— WHAT NEEDS TO BE DONE —
What lines in the listing below hold the string "stochf"? Please copy them out.
+++
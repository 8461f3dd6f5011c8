//! Stochastic oscillator, slow and fast variants.
//!
//! # Algorithm
//!
//! ```text
//! fast_k = 100 * (close - lowest_low) / (highest_high - lowest_low)
//! slow_k = MA(fast_k, slow_k_period)     (the fast variant's fast_d uses
//! slow_d = MA(slow_k, slow_d_period)      one smoothing stage instead)
//! ```
//!
//! over trailing `fast_k_period`-bar extrema of the high and low series. A
//! bar whose window spans no range at all (highest equals lowest) emits a
//! raw `%K` of 0.
//!
//! The raw `%K` series is computed over a window extended backward by the
//! smoothing lookbacks so that both final outputs align at the same bar.

use crate::config::Settings;
use crate::error::Result;
use crate::kernels::extrema::{rolling_extrema_lookback, ExtremumTracker};
use crate::kernels::moving_average::{ma_into, ma_lookback, MaKind};
use crate::range::{IndexRange, OutputRange};
use crate::traits::{validate_output_len, validate_period, SeriesElement, ValidatedInput};

/// Lookback of the slow stochastic.
#[inline]
#[must_use]
pub fn stoch_lookback(
    fast_k_period: usize,
    slow_k_period: usize,
    slow_k_kind: MaKind,
    slow_d_period: usize,
    slow_d_kind: MaKind,
    settings: &Settings,
) -> usize {
    rolling_extrema_lookback(fast_k_period)
        + ma_lookback(slow_k_period, slow_k_kind, settings)
        + ma_lookback(slow_d_period, slow_d_kind, settings)
}

/// Lookback of the fast stochastic.
#[inline]
#[must_use]
pub fn stoch_fast_lookback(
    fast_k_period: usize,
    fast_d_period: usize,
    fast_d_kind: MaKind,
    settings: &Settings,
) -> usize {
    rolling_extrema_lookback(fast_k_period) + ma_lookback(fast_d_period, fast_d_kind, settings)
}

/// Raw `%K` for bars `k_start..=end`, window extrema over `fast_k_period`.
fn raw_k<T: SeriesElement>(
    high: &[T],
    low: &[T],
    close: &[T],
    k_start: usize,
    end: usize,
    fast_k_period: usize,
) -> Vec<T> {
    let mut out = Vec::with_capacity(end - k_start + 1);
    let mut highest = ExtremumTracker::new();
    let mut lowest = ExtremumTracker::new();
    let mut trailing = k_start - rolling_extrema_lookback(fast_k_period);
    for today in k_start..=end {
        let hh = highest.advance_max(high, trailing, today).value;
        let ll = lowest.advance_min(low, trailing, today).value;
        let diff = hh - ll;
        out.push(if diff.is_zero() {
            T::zero()
        } else {
            T::hundred() * ((close[today] - ll) / diff)
        });
        trailing += 1;
    }
    out
}

/// Computes the slow stochastic (`slow %K`, `slow %D`) into the two output
/// buffers. Both receive the same [`OutputRange`].
///
/// # Errors
///
/// Returns an error if a period is invalid, the inputs differ in length,
/// the range does not fit, or an output buffer is too small. A range fully
/// consumed by the lookback yields `Ok(OutputRange::empty())`.
#[allow(clippy::too_many_arguments)]
pub fn stoch_into<T: SeriesElement>(
    high: &[T],
    low: &[T],
    close: &[T],
    range: IndexRange,
    fast_k_period: usize,
    slow_k_period: usize,
    slow_k_kind: MaKind,
    slow_d_period: usize,
    slow_d_kind: MaKind,
    settings: &Settings,
    out_slow_k: &mut [T],
    out_slow_d: &mut [T],
) -> Result<OutputRange> {
    validate_period(fast_k_period, 1, "stoch")?;
    low.validate_same_length(high.len())?;
    close.validate_same_length(high.len())?;
    range.check_within(high.len())?;

    let k_smooth_lookback = ma_lookback(slow_k_period, slow_k_kind, settings);
    let d_smooth_lookback = ma_lookback(slow_d_period, slow_d_kind, settings);
    let lookback =
        rolling_extrema_lookback(fast_k_period) + k_smooth_lookback + d_smooth_lookback;
    let Some(real_start) = range.trimmed_start(lookback) else {
        return Ok(OutputRange::empty());
    };
    let out_len = range.end - real_start + 1;
    validate_output_len(out_slow_k, out_len, "stoch")?;
    validate_output_len(out_slow_d, out_len, "stoch")?;

    // Raw %K over a window extended by both smoothing lookbacks.
    let k_start = real_start - k_smooth_lookback - d_smooth_lookback;
    let fast_k = raw_k(high, low, close, k_start, range.end, fast_k_period);

    let mut slow_k = vec![T::zero(); fast_k.len()];
    let k_range = IndexRange {
        start: 0,
        end: fast_k.len() - 1,
    };
    let k_written = ma_into(&fast_k, k_range, slow_k_period, slow_k_kind, settings, &mut slow_k)?;
    debug_assert_eq!(k_written.len, out_len + d_smooth_lookback);

    let d_range = IndexRange {
        start: 0,
        end: k_written.len - 1,
    };
    let d_written = ma_into(
        &slow_k[..k_written.len],
        d_range,
        slow_d_period,
        slow_d_kind,
        settings,
        out_slow_d,
    )?;
    debug_assert_eq!(d_written.len, out_len);

    out_slow_k[..out_len].copy_from_slice(&slow_k[d_smooth_lookback..d_smooth_lookback + out_len]);
    Ok(OutputRange::new(real_start, out_len))
}

/// Computes the fast stochastic (`fast %K`, `fast %D`) into the two output
/// buffers. Both receive the same [`OutputRange`].
///
/// # Errors
///
/// Same failure conditions as [`stoch_into`].
#[allow(clippy::too_many_arguments)]
pub fn stoch_fast_into<T: SeriesElement>(
    high: &[T],
    low: &[T],
    close: &[T],
    range: IndexRange,
    fast_k_period: usize,
    fast_d_period: usize,
    fast_d_kind: MaKind,
    settings: &Settings,
    out_fast_k: &mut [T],
    out_fast_d: &mut [T],
) -> Result<OutputRange> {
    validate_period(fast_k_period, 1, "stochf")?;
    low.validate_same_length(high.len())?;
    close.validate_same_length(high.len())?;
    range.check_within(high.len())?;

    let d_smooth_lookback = ma_lookback(fast_d_period, fast_d_kind, settings);
    let lookback = rolling_extrema_lookback(fast_k_period) + d_smooth_lookback;
    let Some(real_start) = range.trimmed_start(lookback) else {
        return Ok(OutputRange::empty());
    };
    let out_len = range.end - real_start + 1;
    validate_output_len(out_fast_k, out_len, "stochf")?;
    validate_output_len(out_fast_d, out_len, "stochf")?;

    let k_start = real_start - d_smooth_lookback;
    let fast_k = raw_k(high, low, close, k_start, range.end, fast_k_period);

    let d_range = IndexRange {
        start: 0,
        end: fast_k.len() - 1,
    };
    let d_written = ma_into(&fast_k, d_range, fast_d_period, fast_d_kind, settings, out_fast_d)?;
    debug_assert_eq!(d_written.len, out_len);

    out_fast_k[..out_len].copy_from_slice(&fast_k[d_smooth_lookback..]);
    Ok(OutputRange::new(real_start, out_len))
}

#[cfg(test)]
mod tests {
    use super::*;
    use crate::range::{resolve_range, RangeSpec};
    use crate::utils::{approx_eq, EPSILON};

    fn full_range(len: usize) -> IndexRange {
        resolve_range(RangeSpec::full(), &[len]).unwrap()
    }

    fn wavy_bars(len: usize) -> (Vec<f64>, Vec<f64>, Vec<f64>) {
        let close: Vec<f64> = (0..len)
            .map(|i| (i as f64 * 0.5).sin() * 10.0 + 50.0)
            .collect();
        let high: Vec<f64> = close.iter().map(|c| c + 1.5).collect();
        let low: Vec<f64> = close.iter().map(|c| c - 1.5).collect();
        (high, low, close)
    }

    #[test]
    fn test_fast_k_hand_computed() {
        let high = vec![10.0_f64, 12.0, 14.0, 13.0];
        let low = vec![8.0_f64, 9.0, 11.0, 10.0];
        let close = vec![9.0_f64, 11.0, 13.0, 12.0];
        let mut k = vec![0.0; 4];
        let mut d = vec![0.0; 4];
        // fast_d period 1 disables smoothing: fast %K comes out raw.
        let range = stoch_fast_into(
            &high,
            &low,
            &close,
            full_range(4),
            3,
            1,
            MaKind::Sma,
            &Settings::new(),
            &mut k,
            &mut d,
        )
        .unwrap();
        assert_eq!(range, OutputRange::new(2, 2));
        // Window [0..2]: hh = 14, ll = 8 -> 100 * (13 - 8) / 6
        assert!(approx_eq(k[0], 100.0 * 5.0 / 6.0, EPSILON));
        // Window [1..3]: hh = 14, ll = 9 -> 100 * (12 - 9) / 5
        assert!(approx_eq(k[1], 60.0, EPSILON));
        // No smoothing: %D equals %K.
        assert!(approx_eq(d[0], k[0], EPSILON));
    }

    #[test]
    fn test_flat_window_emits_zero() {
        let high = vec![5.0_f64; 8];
        let low = vec![5.0_f64; 8];
        let close = vec![5.0_f64; 8];
        let mut k = vec![0.0; 8];
        let mut d = vec![0.0; 8];
        let range = stoch_fast_into(
            &high,
            &low,
            &close,
            full_range(8),
            3,
            2,
            MaKind::Sma,
            &Settings::new(),
            &mut k,
            &mut d,
        )
        .unwrap();
        for i in 0..range.len {
            assert!(approx_eq(k[i], 0.0, EPSILON));
            assert!(approx_eq(d[i], 0.0, EPSILON));
        }
    }

    #[test]
    fn test_slow_stoch_alignment_and_bounds() {
        let (high, low, close) = wavy_bars(60);
        let settings = Settings::new();
        let mut k = vec![0.0; 60];
        let mut d = vec![0.0; 60];
        let range = stoch_into(
            &high,
            &low,
            &close,
            full_range(60),
            5,
            3,
            MaKind::Sma,
            3,
            MaKind::Sma,
            &settings,
            &mut k,
            &mut d,
        )
        .unwrap();
        assert_eq!(
            range.first,
            stoch_lookback(5, 3, MaKind::Sma, 3, MaKind::Sma, &settings)
        );
        assert_eq!(range.len, 60 - range.first);
        for i in 0..range.len {
            assert!(k[i] >= 0.0 - EPSILON && k[i] <= 100.0 + EPSILON);
            assert!(d[i] >= 0.0 - EPSILON && d[i] <= 100.0 + EPSILON);
        }
    }

    #[test]
    fn test_slow_d_is_ma_of_slow_k() {
        let (high, low, close) = wavy_bars(50);
        let settings = Settings::new();
        let mut k = vec![0.0; 50];
        let mut d = vec![0.0; 50];
        let range = stoch_into(
            &high,
            &low,
            &close,
            full_range(50),
            5,
            3,
            MaKind::Sma,
            3,
            MaKind::Sma,
            &settings,
            &mut k,
            &mut d,
        )
        .unwrap();
        // %D at bar t is the 3-bar average of %K ending at t; check interior
        // bars where all three %K values are in the output.
        for i in 2..range.len {
            let expected = (k[i] + k[i - 1] + k[i - 2]) / 3.0;
            assert!(approx_eq(d[i], expected, 1e-9));
        }
    }

    #[test]
    fn test_fast_k_period_one_tracks_close_position() {
        // period 1: window is the bar itself, %K = position of close in
        // the bar's own range.
        let high = vec![10.0_f64, 20.0];
        let low = vec![0.0_f64, 10.0];
        let close = vec![5.0_f64, 17.5];
        let mut k = vec![0.0; 2];
        let mut d = vec![0.0; 2];
        let range = stoch_fast_into(
            &high,
            &low,
            &close,
            full_range(2),
            1,
            1,
            MaKind::Sma,
            &Settings::new(),
            &mut k,
            &mut d,
        )
        .unwrap();
        assert_eq!(range.len, 2);
        assert!(approx_eq(k[0], 50.0, EPSILON));
        assert!(approx_eq(k[1], 75.0, EPSILON));
    }

    #[test]
    fn test_stoch_empty_after_trim() {
        let (high, low, close) = wavy_bars(5);
        let mut k = vec![0.0; 5];
        let mut d = vec![0.0; 5];
        let range = stoch_into(
            &high,
            &low,
            &close,
            full_range(5),
            5,
            3,
            MaKind::Sma,
            3,
            MaKind::Sma,
            &Settings::new(),
            &mut k,
            &mut d,
        )
        .unwrap();
        assert!(range.is_empty());
    }
}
+++
— RESULT OF THE EXERCISE —
    validate_period(fast_k_period, 1, "stochf")?;
    validate_output_len(out_fast_k, out_len, "stochf")?;
    validate_output_len(out_fast_d, out_len, "stochf")?;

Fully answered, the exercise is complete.